Kann der Wandel verstetigt werden?

Es reicht nicht aus, die Guillotine zu schmieren und das Personal auszuwechseln. Abgeschlagene und neu installierte Köpfe garantieren nicht unbedingt das neue Denken. Die Frage, wie der Wandel festgehalten werden kann, bewegt seit je die Gemüter. Was ist erforderlich, um das Neue auf Dauer zu implementieren? Eine Revolution ist ein Paradigmenwechsel. Es werden die Grundlagen des Denkens, der damit verbundenen Logik und die entscheidenden Bewertungen für gesellschaftliches Handeln verändert. Die Frage, wie das, was programmatisch gefordert wird, über die stürmischen Tage des Umschwungs hinweg gerettet werden kann, ist es wert, genauer betrachtet zu werden. Denn es ist klar, dass ein Machtwechsel alleine die beabsichtigte Veränderung nicht zu sichern vermag. Wenn es um neues Denken und eine neue Ethik geht, dann muss sich menschliches Verhalten ändern. Geschieht dieses nicht, dann sind Restaurationserscheinungen die Folge, wie sie so treffend in George Orwells Roman Die Farm der Tiere beschrieben wurden. Die Bezeichnungen und Erscheinungsformen haben sich geändert, aber die Wirkungsmechanismen sind die gleichen geblieben.

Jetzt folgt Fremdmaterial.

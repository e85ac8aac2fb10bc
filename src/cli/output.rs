//! Output formatting for CLI commands.

use serde::{Deserialize, Serialize};

use crate::cli::args::{HaikuifyArgs, OutputFormat};
use crate::error::Result;
use crate::search::assembler::AssemblyReport;
use crate::search::resolver::Candidate;

/// Haikus found for one sentence of the input.
#[derive(Debug, Serialize, Deserialize)]
pub struct SentenceReport {
    pub sentence: String,
    pub words: Vec<String>,
    #[serde(flatten)]
    pub report: AssemblyReport,
}

/// Result structure for the compose command.
#[derive(Debug, Serialize, Deserialize)]
pub struct CompositionResults {
    pub sentences: Vec<SentenceReport>,
    pub total_haikus: usize,
    pub duration_ms: u64,
}

/// Result structure for the tokenize command.
#[derive(Debug, Serialize, Deserialize)]
pub struct TokenizationResult {
    pub sentences: Vec<Vec<String>>,
}

/// Result structure for the synonyms command.
#[derive(Debug, Serialize, Deserialize)]
pub struct SynonymResult {
    pub word: String,
    pub stop_word: bool,
    pub candidates: Vec<Candidate>,
}

/// Result structure for the syllables command.
#[derive(Debug, Serialize, Deserialize)]
pub struct SyllableResult {
    pub word: String,
    pub recorded: Vec<usize>,
    pub resolved: Option<usize>,
    pub error: Option<String>,
}

/// Output a result in the specified format.
pub fn output_result<T: Serialize + HumanOutput>(
    message: &str,
    result: &T,
    args: &HaikuifyArgs,
) -> Result<()> {
    match args.output_format {
        OutputFormat::Human => {
            if args.verbosity() > 1 {
                println!("{message}");
                println!();
            }
            result.print_human(args);
            Ok(())
        }
        OutputFormat::Json => output_json(result, args),
    }
}

/// Results that know how to print themselves for a terminal.
pub trait HumanOutput {
    fn print_human(&self, args: &HaikuifyArgs);
}

impl HumanOutput for CompositionResults {
    fn print_human(&self, args: &HaikuifyArgs) {
        let mut first = true;
        for sentence in &self.sentences {
            if args.verbosity() > 1 {
                println!("Sentence: {}", sentence.sentence);
                println!("─────────");
            }

            for haiku in &sentence.report.haikus {
                if !first {
                    println!();
                }
                first = false;
                println!("{haiku}");
            }

            if sentence.report.truncated && args.verbosity() > 0 {
                eprintln!("(search for \"{}\" stopped early)", sentence.sentence);
            }

            if args.verbosity() > 1 {
                println!();
                println!(
                    "Segments searched: {}, combinations visited: {}, spans skipped: {}",
                    sentence.report.segments_searched,
                    sentence.report.combinations_visited,
                    sentence.report.spans_skipped
                );
                println!();
            }
        }

        if args.verbosity() > 0 && self.total_haikus == 0 {
            println!("No haiku found.");
        }
        if args.verbosity() > 1 {
            println!("Total haikus: {}", self.total_haikus);
            println!("Search time: {}ms", self.duration_ms);
        }
    }
}

impl HumanOutput for TokenizationResult {
    fn print_human(&self, _args: &HaikuifyArgs) {
        for words in &self.sentences {
            println!("{}", words.join(" "));
        }
    }
}

impl HumanOutput for SynonymResult {
    fn print_human(&self, args: &HaikuifyArgs) {
        if self.stop_word && args.verbosity() > 0 {
            println!("{} is a stop word", self.word);
        }
        for (i, candidate) in self.candidates.iter().enumerate() {
            let marker = if i == 0 { "*" } else { " " };
            println!("{marker} {} ({})", candidate.text, candidate.syllables);
        }
    }
}

impl HumanOutput for SyllableResult {
    fn print_human(&self, _args: &HaikuifyArgs) {
        let recorded: Vec<String> = self.recorded.iter().map(|c| c.to_string()).collect();
        println!("Word: {}", self.word);
        println!(
            "Recorded: {}",
            if recorded.is_empty() {
                "none".to_string()
            } else {
                recorded.join(", ")
            }
        );
        match (&self.resolved, &self.error) {
            (Some(count), _) => println!("Syllables: {count}"),
            (None, Some(error)) => println!("Syllables: unresolved ({error})"),
            (None, None) => println!("Syllables: unresolved"),
        }
    }
}

/// Output in JSON format.
fn output_json<T: Serialize>(result: &T, args: &HaikuifyArgs) -> Result<()> {
    let json = if args.pretty {
        serde_json::to_string_pretty(result)?
    } else {
        serde_json::to_string(result)?
    };

    println!("{json}");
    Ok(())
}

#[cfg(test)]
mod tests {
    use super::*;
    use crate::search::assembler::Haiku;

    #[test]
    fn test_sentence_report_json_is_flat() {
        let report = SentenceReport {
            sentence: "Old pond.".to_string(),
            words: vec!["old".to_string(), "pond".to_string()],
            report: AssemblyReport {
                haikus: vec![Haiku {
                    lines: vec!["ancient pond".to_string()],
                    end: 2,
                }],
                segments_searched: 2,
                combinations_visited: 4,
                spans_skipped: 0,
                truncated: false,
            },
        };

        let value = serde_json::to_value(&report).unwrap();
        assert_eq!(value["sentence"], "Old pond.");
        assert_eq!(value["segments_searched"], 2);
        assert_eq!(value["haikus"][0]["lines"][0], "ancient pond");
        assert_eq!(value["truncated"], false);
    }

    #[test]
    fn test_syllable_result_json() {
        let result = SyllableResult {
            word: "colossal".to_string(),
            recorded: vec![3, 4],
            resolved: None,
            error: Some("ambiguous".to_string()),
        };
        let json = serde_json::to_string(&result).unwrap();
        assert!(json.contains(r#""recorded":[3,4]"#));
        assert!(json.contains(r#""resolved":null"#));
    }
}
//! Token filter implementations for token transformation.
//!
//! # Available Filters
//!
//! - [`lowercase::LowercaseFilter`] - Lowercases token text

pub mod lowercase;

use crate::analysis::token::TokenStream;
use crate::error::Result;

/// Trait for filters that transform token streams.
pub trait Filter: Send + Sync {
    /// Apply this filter to a token stream.
    fn filter(&self, tokens: TokenStream) -> Result<TokenStream>;

    /// Get the name of this filter (for debugging and configuration).
    fn name(&self) -> &'static str;
}
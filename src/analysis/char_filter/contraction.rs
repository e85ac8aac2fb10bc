//! Contraction expansion.
//!
//! Rewrites English contractions into their full words so that each word can
//! be syllable-counted on its own: `don't` becomes `do not`, `let's` becomes
//! `let us`. Rules are case-insensitive, accept straight and curly
//! apostrophes, and run in a fixed order so that whole-word irregular forms
//! win over the generic suffix rules.

use regex::Regex;

use super::CharFilter;
use crate::error::{HaikuError, Result};

/// `(pattern, replacement)` pairs, applied top to bottom.
const CONTRACTIONS: &[(&str, &str)] = &[
    (r"\blet['’]s\b", "let us"),
    (r"\bwon['’]t\b", "will not"),
    (r"\bcan['’]t\b", "can not"),
    (r"\bshan['’]t\b", "shall not"),
    (r"n['’]t\b", " not"),
    (r"['’]m\b", " am"),
    (r"['’]re\b", " are"),
    (r"['’]ve\b", " have"),
    (r"['’]s\b", " is"),
    (r"['’]d\b", " would"),
    (r"['’]ll\b", " will"),
];

pub struct ContractionCharFilter {
    rules: Vec<(Regex, &'static str)>,
}

impl ContractionCharFilter {
    pub fn new() -> Result<Self> {
        let rules = CONTRACTIONS
            .iter()
            .map(|(pattern, replacement)| compile_rule(pattern, *replacement))
            .collect::<Result<Vec<_>>>()?;

        Ok(Self { rules })
    }
}

fn compile_rule(pattern: &str, replacement: &'static str) -> Result<(Regex, &'static str)> {
    Regex::new(&format!("(?i){pattern}"))
        .map(|regex| (regex, replacement))
        .map_err(|e| HaikuError::analysis(format!("Invalid regex pattern: {e}")))
}

impl CharFilter for ContractionCharFilter {
    fn filter(&self, input: &str) -> String {
        self.rules
            .iter()
            .fold(input.to_string(), |text, (regex, replacement)| {
                regex.replace_all(&text, *replacement).into_owned()
            })
    }

    fn name(&self) -> &'static str {
        "contraction"
    }
}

Die Verstetigung des Wandels ist folglich nur durch eine sehr konsequente Vitalisierung von Verhaltensmustern zu erreichen. Nur, wenn das neue Denken vorgelebt wird und wenn das Vorleben entsprechend im sozialen Vergleich gelobt wird, sind die Voraussetzungen für einen gegeben, der die Voraussetzung für einen tatsächlichen Wandel ist. Eine Organisation, die sich mit der Abbildung einer neuen Struktur und personeller Neubesetzungen der geschaffenen Funktionen begnügt, wird sehr schnell die alten Verhältnisse unter neuem Namen wieder herstellen. Eine Organisation, die nie neuen Strukturen dazu benutzt, um das neue Verhalten in ihnen zu üben und permanent zu überprüfen, hat hingegen die Voraussetzung für einen Wandel in Denken und Verhalten geschaffen. Das Scheitern im Neuen, die kritische Reflexion dieses Scheiterns und die erneute Erprobung der korrigierten Vorgehensweise ermöglichen einen Erkenntniszuwachs, der der neuen Organisation und den neuen Zielen zu Gute kommt. Allerdings nur dann, wenn das temporäre Scheitern als eine Notwendigkeit auf dem Weg zu Verbesserung kommuniziert wird.

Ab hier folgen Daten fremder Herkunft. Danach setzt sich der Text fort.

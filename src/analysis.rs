//! Text analysis for haiku search.
//!
//! Splits running text into sentences and each sentence into normalized
//! words: contractions expanded, punctuation stripped, lowercased.

pub mod analyzer;
pub mod char_filter;
pub mod token;
pub mod token_filter;
pub mod tokenizer;
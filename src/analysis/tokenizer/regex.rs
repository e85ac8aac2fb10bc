//! Regex-based tokenizer implementation.

use std::sync::Arc;

use regex::Regex;

use super::Tokenizer;
use crate::analysis::token::{Token, TokenStream};
use crate::error::{HaikuError, Result};

/// Runs of alphabetic characters; digits and punctuation are dropped.
const WORD_PATTERN: &str = r"[[:alpha:]]+";

/// A tokenizer that emits every match of a regular expression.
#[derive(Clone, Debug)]
pub struct RegexTokenizer {
    /// The regex pattern used to extract tokens
    pattern: Arc<Regex>,
}

impl RegexTokenizer {
    /// Create a new regex tokenizer matching bare alphabetic words.
    pub fn new() -> Result<Self> {
        Self::with_pattern(WORD_PATTERN)
    }

    /// Create a new regex tokenizer with a custom pattern.
    pub fn with_pattern(pattern: &str) -> Result<Self> {
        let regex = Regex::new(pattern)
            .map_err(|e| HaikuError::analysis(format!("Invalid regex pattern: {e}")))?;

        Ok(RegexTokenizer {
            pattern: Arc::new(regex),
        })
    }

    /// Get the regex pattern used by this tokenizer.
    pub fn pattern(&self) -> &str {
        self.pattern.as_str()
    }
}

impl Tokenizer for RegexTokenizer {
    fn tokenize(&self, text: &str) -> Result<TokenStream> {
        let tokens: Vec<Token> = self
            .pattern
            .find_iter(text)
            .enumerate()
            .map(|(position, mat)| {
                Token::with_offsets(mat.as_str(), position, mat.start(), mat.end())
            })
            .collect();

        Ok(Box::new(tokens.into_iter()))
    }

    fn name(&self) -> &'static str {
        "regex"
    }
}

#[cfg(test)]
mod tests {
    use super::*;

    #[test]
    fn test_regex_tokenizer() {
        let tokenizer = RegexTokenizer::new().unwrap();
        let tokens: Vec<Token> = tokenizer.tokenize("hello world").unwrap().collect();

        assert_eq!(tokens.len(), 2);
        assert_eq!(tokens[0].text, "hello");
        assert_eq!(tokens[0].position, 0);
        assert_eq!(tokens[0].start_offset, 0);
        assert_eq!(tokens[0].end_offset, 5);

        assert_eq!(tokens[1].text, "world");
        assert_eq!(tokens[1].position, 1);
        assert_eq!(tokens[1].start_offset, 6);
        assert_eq!(tokens[1].end_offset, 11);
    }

    #[test]
    fn test_punctuation_and_digits_are_dropped() {
        let tokenizer = RegexTokenizer::new().unwrap();
        let texts: Vec<String> = tokenizer
            .tokenize("bloom, in 1686; highest-quality_poetry!")
            .unwrap()
            .map(|t| t.text)
            .collect();

        assert_eq!(texts, vec!["bloom", "in", "highest", "quality", "poetry"]);
    }

    #[test]
    fn test_invalid_pattern() {
        assert!(matches!(
            RegexTokenizer::with_pattern("("),
            Err(HaikuError::Analysis(_))
        ));
    }

    #[test]
    fn test_tokenizer_name() {
        assert_eq!(RegexTokenizer::new().unwrap().name(), "regex");
    }
}
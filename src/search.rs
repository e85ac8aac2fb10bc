//! The haiku search core.
//!
//! - [`counter`]: mixed-radix enumeration of candidate choices
//! - [`resolver`]: per-word candidate lists deduplicated by syllable count
//! - [`segment`]: exact syllable matching over one word span
//! - [`assembler`]: line-by-line chaining of segment searches into poems

pub mod assembler;
pub mod counter;
pub mod resolver;
pub mod segment;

Die Lernprozesse des Wandels müssen dem neuen Denken, der neuen Sittenlehre und den neuen Verhaltensmustern verpflichtet sein. Folglich sind die zu initiierenden Lernprozesse mit einem sehr hohen pädagogischen und didaktischen Aufwand verbunden. Auch die Art und Weise, wie das Neue vermittelt wird, muss sich von den Gepflogenheiten der Vermittlung des Althergebrachten unterscheiden. In einem System, das davon ausgeht, dass die einzelnen Glieder des Ganzen ein hohes Maß an Autonomie genießen, ist es erforderlich, dass auch die Lernprozesse in der Umgebung großer Unabhängigkeit stattfinden. Der ständige, dringende und penetrante Wunsch der Technokraten, die Lernprozesse genau monitoren und kontrollieren zu wollen, korrespondiert nicht mit der Freiheit, die Gestaltung voraussetzt.

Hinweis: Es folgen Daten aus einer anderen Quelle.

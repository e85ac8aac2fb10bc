//! Error types for the haikuify library.
//!
//! All fallible operations return [`HaikuError`] through the [`Result`] alias.
//! Resource loading failures are fatal and surface before any search starts;
//! per-word lookup failures ([`HaikuError::UnknownWord`],
//! [`HaikuError::AmbiguousSyllableCount`]) are normally absorbed by the search
//! as a zero syllable count.
//!
//! # Examples
//!
//! ```
//! use haikuify::error::{HaikuError, Result};
//!
//! fn example_operation() -> Result<()> {
//!     Err(HaikuError::invalid_argument("Invalid input"))
//! }
//!
//! match example_operation() {
//!     Ok(_) => println!("Success"),
//!     Err(e) => eprintln!("Error: {}", e),
//! }
//! ```

use std::io;

use anyhow;
use thiserror::Error;

/// The main error type for haikuify operations.
#[derive(Error, Debug)]
pub enum HaikuError {
    /// I/O errors outside of resource loading
    #[error("I/O error: {0}")]
    Io(#[from] io::Error),

    /// A lexical resource (thesaurus, pronunciations, stop words) could not be read
    #[error("Resource load error: {0}")]
    ResourceLoad(String),

    /// A word has no entry in the syllable dictionary
    #[error("Unknown word: {0}")]
    UnknownWord(String),

    /// A word has several recorded syllable counts and the policy rejects it
    #[error("Ambiguous syllable count: {0}")]
    AmbiguousSyllableCount(String),

    /// A combination counter was given a zero limit
    #[error("Invalid counter limits: {0}")]
    InvalidCounterLimits(String),

    /// Configuration values that cannot drive a search
    #[error("Invalid configuration: {0}")]
    InvalidConfig(String),

    /// Invalid argument passed to an operation
    #[error("Invalid argument: {0}")]
    InvalidArgument(String),

    /// Analysis-related errors (tokenization, filtering, etc.)
    #[error("Analysis error: {0}")]
    Analysis(String),

    /// A search exceeded its combination budget
    #[error("Resource exhausted: {0}")]
    ResourceExhausted(String),

    /// JSON serialization/deserialization errors
    #[error("JSON error: {0}")]
    Json(#[from] serde_json::Error),

    /// Generic error for other cases
    #[error("Error: {0}")]
    Other(String),

    /// Generic anyhow error
    #[error("Anyhow error: {0}")]
    Anyhow(#[from] anyhow::Error),
}

/// Result type alias for operations that may fail with HaikuError.
pub type Result<T> = std::result::Result<T, HaikuError>;

impl HaikuError {
    /// Create a new resource load error.
    pub fn resource_load<S: Into<String>>(msg: S) -> Self {
        HaikuError::ResourceLoad(msg.into())
    }

    /// Create a new unknown word error.
    pub fn unknown_word<S: Into<String>>(word: S) -> Self {
        HaikuError::UnknownWord(word.into())
    }

    /// Create a new ambiguous syllable count error.
    pub fn ambiguous<S: Into<String>>(msg: S) -> Self {
        HaikuError::AmbiguousSyllableCount(msg.into())
    }

    /// Create a new invalid counter limits error.
    pub fn invalid_limits<S: Into<String>>(msg: S) -> Self {
        HaikuError::InvalidCounterLimits(msg.into())
    }

    /// Create a new invalid config error.
    pub fn invalid_config<S: Into<String>>(msg: S) -> Self {
        HaikuError::InvalidConfig(msg.into())
    }

    /// Create a new invalid argument error.
    pub fn invalid_argument<S: Into<String>>(msg: S) -> Self {
        HaikuError::InvalidArgument(msg.into())
    }

    /// Create a new analysis error.
    pub fn analysis<S: Into<String>>(msg: S) -> Self {
        HaikuError::Analysis(msg.into())
    }

    /// Create a new resource exhausted error.
    pub fn exhausted<S: Into<String>>(msg: S) -> Self {
        HaikuError::ResourceExhausted(msg.into())
    }

    /// Create a new generic error.
    pub fn other<S: Into<String>>(msg: S) -> Self {
        HaikuError::Other(msg.into())
    }
}

#[cfg(test)]
mod tests {
    use super::*;

    #[test]
    fn test_error_construction() {
        let error = HaikuError::resource_load("missing thesaurus");
        assert_eq!(error.to_string(), "Resource load error: missing thesaurus");

        let error = HaikuError::unknown_word("zzyzx");
        assert_eq!(error.to_string(), "Unknown word: zzyzx");

        let error = HaikuError::invalid_limits("limit 0 at position 2");
        assert_eq!(
            error.to_string(),
            "Invalid counter limits: limit 0 at position 2"
        );
    }

    #[test]
    fn test_io_error_conversion() {
        let io_error = io::Error::new(io::ErrorKind::NotFound, "File not found");
        let haiku_error = HaikuError::from(io_error);

        match haiku_error {
            HaikuError::Io(_) => {} // Expected
            _ => panic!("Expected IO error variant"),
        }
    }
}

Die Lerninhalte sind anders, die Methoden sind neu und die Zeiträume zur Internalisierung des Gelernten sind länger als diejenigen, die zur Verinnerlichung des bereits Bekannten, Eingeübten erforderlich sind. Sind diese Erkenntnisse auch nicht sonderlich aufregend, so sind für die tradierte technokratische Betrachtungsweise dennoch neu. Für die Technokratie ist die Angelegenheit des Wandels mit der Übertragung der Macht erledigt. Die tatsächliche Verstetigung des Wandels vollzieht sich jedoch nur durch langanhaltende, langwierige und intensive Lernprozesse mit ihrer eigenen Pädagogik. Ihre Dimensionen erstrecken sich auf Inhalte, Methodologie und Verhalten. Und einer Reflexion des Prozesses selbst., d.h. die Reflexion des Wandels findet in einer Kategorie der zweiten Ordnung statt. Auch das ist neu und löst großes Unbehagen aus.